I have a few things to say to all the soon to be mommies in my life.
First of all, I promise you will not be pregnant forever.
Some of you are dilating and are probably hearing from others in a snotty know-it-all tone no less, "I was dilated for weeks before my due date and I ended up being 2 weeks late!" To this I say, "Shut it. You are just scaring the poor girl!" I started dilating at 33 weeks and continued to dialte pretty steady from that point because I stayed as relaxed as possible. Just relax and I bet you will dilate a bit more.
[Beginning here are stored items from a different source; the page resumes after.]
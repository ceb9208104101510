use serde::{Deserialize, Serialize};
use std::str::FromStr;

/// The search providers C1 knows how to wrap. `DeepResearch` exists but is
/// disabled by default (its integration is considered less stable than the
/// other five).
#[derive(Debug, Clone, Copy, PartialEq, Eq, Hash, Serialize, Deserialize)]
#[serde(rename_all = "snake_case")]
pub enum ProviderKind {
    Perplexity,
    Jina,
    Tavily,
    Serper,
    Exa,
    DeepResearch,
}

impl ProviderKind {
    pub const ALL: [ProviderKind; 6] = [
        ProviderKind::Perplexity,
        ProviderKind::Jina,
        ProviderKind::Tavily,
        ProviderKind::Serper,
        ProviderKind::Exa,
        ProviderKind::DeepResearch,
    ];

    /// Providers enabled by default, in the order the source lists them.
    pub const DEFAULT_ENABLED: [ProviderKind; 5] = [
        ProviderKind::Perplexity,
        ProviderKind::Jina,
        ProviderKind::Tavily,
        ProviderKind::Serper,
        ProviderKind::Exa,
    ];

    pub fn as_str(&self) -> &'static str {
        match self {
            ProviderKind::Perplexity => "perplexity",
            ProviderKind::Jina => "jina",
            ProviderKind::Tavily => "tavily",
            ProviderKind::Serper => "serper",
            ProviderKind::Exa => "exa",
            ProviderKind::DeepResearch => "deep_research",
        }
    }
}

impl std::fmt::Display for ProviderKind {
    fn fmt(&self, f: &mut std::fmt::Formatter<'_>) -> std::fmt::Result {
        write!(f, "{}", self.as_str())
    }
}

impl FromStr for ProviderKind {
    type Err = String;

    fn from_str(s: &str) -> Result<Self, Self::Err> {
        match s {
            "perplexity" => Ok(ProviderKind::Perplexity),
            "jina" => Ok(ProviderKind::Jina),
            "tavily" => Ok(ProviderKind::Tavily),
            "serper" => Ok(ProviderKind::Serper),
            "exa" => Ok(ProviderKind::Exa),
            "deep_research" => Ok(ProviderKind::DeepResearch),
            other => Err(format!("unknown provider: {other}")),
        }
    }
}

/// Outcome of one `search()` call against a provider adapter (§4.1).
#[derive(Debug, Clone, Copy, PartialEq, Eq, Serialize, Deserialize)]
#[serde(rename_all = "snake_case")]
pub enum ProviderCallStatus {
    Ok,
    Empty,
    RateLimited,
    AuthFailed,
    QuotaExhausted,
    TransportError,
}

impl std::fmt::Display for ProviderCallStatus {
    fn fmt(&self, f: &mut std::fmt::Formatter<'_>) -> std::fmt::Result {
        let s = match self {
            ProviderCallStatus::Ok => "ok",
            ProviderCallStatus::Empty => "empty",
            ProviderCallStatus::RateLimited => "rate_limited",
            ProviderCallStatus::AuthFailed => "auth_failed",
            ProviderCallStatus::QuotaExhausted => "quota_exhausted",
            ProviderCallStatus::TransportError => "transport_error",
        };
        write!(f, "{s}")
    }
}

/// One (title, url, snippet) triple returned by a provider before
/// scoring/dedup. Transient — never persisted directly.
#[derive(Debug, Clone, Serialize, Deserialize)]
pub struct SearchHit {
    pub title: String,
    pub description: String,
    pub url: String,
    pub published_at: Option<chrono::DateTime<chrono::Utc>>,
    pub provider: String,
}
use chrono::{DateTime, Utc};
use serde::{Deserialize, Serialize};

/// Lifecycle of a [`QueueItem`]. Transitions are monotone except the
/// recovery edge `InProgress -> Pending` (§3, §4.10).
#[derive(Debug, Clone, Copy, PartialEq, Eq, Serialize, Deserialize)]
#[serde(rename_all = "snake_case")]
pub enum QueueStatus {
    Pending,
    InProgress,
    Done,
    Error,
}

impl QueueStatus {
    pub fn as_str(&self) -> &'static str {
        match self {
            QueueStatus::Pending => "pending",
            QueueStatus::InProgress => "in_progress",
            QueueStatus::Done => "done",
            QueueStatus::Error => "error",
        }
    }

    /// Whether `self -> next` is a legal transition.
    pub fn can_transition_to(&self, next: QueueStatus) -> bool {
        use QueueStatus::*;
        matches!(
            (self, next),
            (Pending, InProgress)
                | (InProgress, Done)
                | (InProgress, Error)
                | (InProgress, Pending) // recovery edge, §4.10
        )
    }
}

impl std::fmt::Display for QueueStatus {
    fn fmt(&self, f: &mut std::fmt::Formatter<'_>) -> std::fmt::Result {
        write!(f, "{}", self.as_str())
    }
}

/// One (failure, query variant, language, provider) unit of work.
#[derive(Debug, Clone, Serialize, Deserialize)]
pub struct QueueItem {
    pub id: i64,
    pub failure_id: i64,
    pub query_text: String,
    pub language: String,
    pub provider: String,
    pub priority: i32,
    pub attempts: i32,
    pub max_attempts: i32,
    pub status: QueueStatus,
    pub created_at: DateTime<Utc>,
}

impl QueueItem {
    /// Required-fields check the Worker runs after claiming an item, before
    /// processing it (§4.10). An item failing this goes straight to
    /// `error`, no retry.
    pub fn validate(&self) -> Result<(), String> {
        if self.query_text.trim().is_empty() {
            return Err("query_text is empty".into());
        }
        if self.language.trim().is_empty() {
            return Err("language is empty".into());
        }
        if self.provider.trim().is_empty() {
            return Err("provider is empty".into());
        }
        if self.failure_id <= 0 {
            return Err("failure_id is missing".into());
        }
        Ok(())
    }
}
Everyone- my doctor, the pediatrician who worked on Parker before he went to Hopkins, the nurses etc.- everyone commented on how calm and relaxed I was from the time I checked into the hospital through the labor and until I checked out. (Typically not a characteristic I portray well. However, since June 24, I have made great strides to Just Relax.)
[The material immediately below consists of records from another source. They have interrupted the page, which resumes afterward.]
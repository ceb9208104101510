use chrono::{DateTime, Utc};
use serde::{Deserialize, Serialize};

/// A persisted, scored, deduplicated record of a hit (or merged hits).
///
/// Invariants (§3, §8): `confidence_score ∈ [0,1]`; `occurrences ≥ 1`;
/// `content_hash` is unique across the table; if `language != "pt"` then
/// `title_pt`/`description_pt` are populated whenever translation succeeded
/// and validated.
#[derive(Debug, Clone, Serialize, Deserialize)]
pub struct ResultRecord {
    pub id: i64,
    pub failure_id: i64,
    pub title: String,
    pub description: String,
    pub url: String,
    pub provider_type: String,
    pub country: Option<String>,
    pub language: String,
    pub query: Option<String>,
    pub confidence_score: f64,
    pub occurrences: i32,
    pub origin_provider: String,
    pub content_hash: String,
    pub url_valid: bool,
    pub created_at: DateTime<Utc>,
    pub updated_at: DateTime<Utc>,
    pub title_pt: Option<String>,
    pub description_pt: Option<String>,
    pub title_en: Option<String>,
    pub description_en: Option<String>,
}

impl ResultRecord {
    /// The text the scorer should compare against the query: PT translation
    /// when the result's own language isn't PT and a translation exists,
    /// else the original text (§4.5 language handling).
    pub fn scoring_title(&self) -> &str {
        if self.language != "pt" {
            if let Some(pt) = &self.title_pt {
                return pt;
            }
        }
        &self.title
    }

    pub fn scoring_description(&self) -> &str {
        if self.language != "pt" {
            if let Some(pt) = &self.description_pt {
                return pt;
            }
        }
        &self.description
    }
}

/// The four named vector-store collections (§4.4).
#[derive(Debug, Clone, Copy, PartialEq, Eq, Hash, Serialize, Deserialize)]
#[serde(rename_all = "snake_case")]
pub enum VectorCollectionKind {
    Results,
    Failures,
    Queries,
    Documents,
}

impl VectorCollectionKind {
    pub fn as_str(&self) -> &'static str {
        match self {
            VectorCollectionKind::Results => "results",
            VectorCollectionKind::Failures => "failures",
            VectorCollectionKind::Queries => "queries",
            VectorCollectionKind::Documents => "documents",
        }
    }
}

/// An audit row recording the outcome of one provider call, independent of
/// whether it produced a persisted [`ResultRecord`] (SPEC_FULL §11.1).
#[derive(Debug, Clone, Serialize, Deserialize)]
pub struct HistoryEntry {
    pub id: i64,
    pub failure_id: i64,
    pub query: String,
    pub language: String,
    pub provider: String,
    pub status: String,
    pub results_found: i32,
    pub error_message: Option<String>,
    pub elapsed_seconds: Option<f64>,
    pub executed_at: DateTime<Utc>,
}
In fact, when your water does break and you are actually in labor, just remember to those two words- Just Relax. Also, trust (and love) your doctor and nurses. They have the drugs and can help control your pain!
In the event you have to have a c-section, here is how the pain will likely go.
Week one- Seriously, did someone cut me in half? My scar is about 8 inches long. I know people with smaller scars, but either way, I hear the first week is the same. Sitting on the couch and or toilet will seem near impossible. Sitting will seem near impossilbe. You will wonder how other seem to do this with such ease. It will take you honestly about 15 to 20 minutes to get from your bed to toilet and back. You will be afraid to stand up straight as you surely will be pulled in two, reopening the cut.
BUY STOOL SOFTENERS!
Week two- Still ouch, but slightly less ouch. If you brace yourself on the walls or your hubby, you can get up and down from the couch/bed/toilet.
Week three- Was I punched in the stomach or something? I feel uncomfortable, but I can stand up straight!
Week four- I'm tired. Will this baby ever stop crying and go to sleep? What c-section?
To the soon to be dad's- Do not worry. No matter how much screaming, crying, cussing etc. happens, your wife will (likely) be ok. Also, that newly lactating, crying momblob will soon turn back into that sexy, vivacious lady you fell in love with. Just Relax.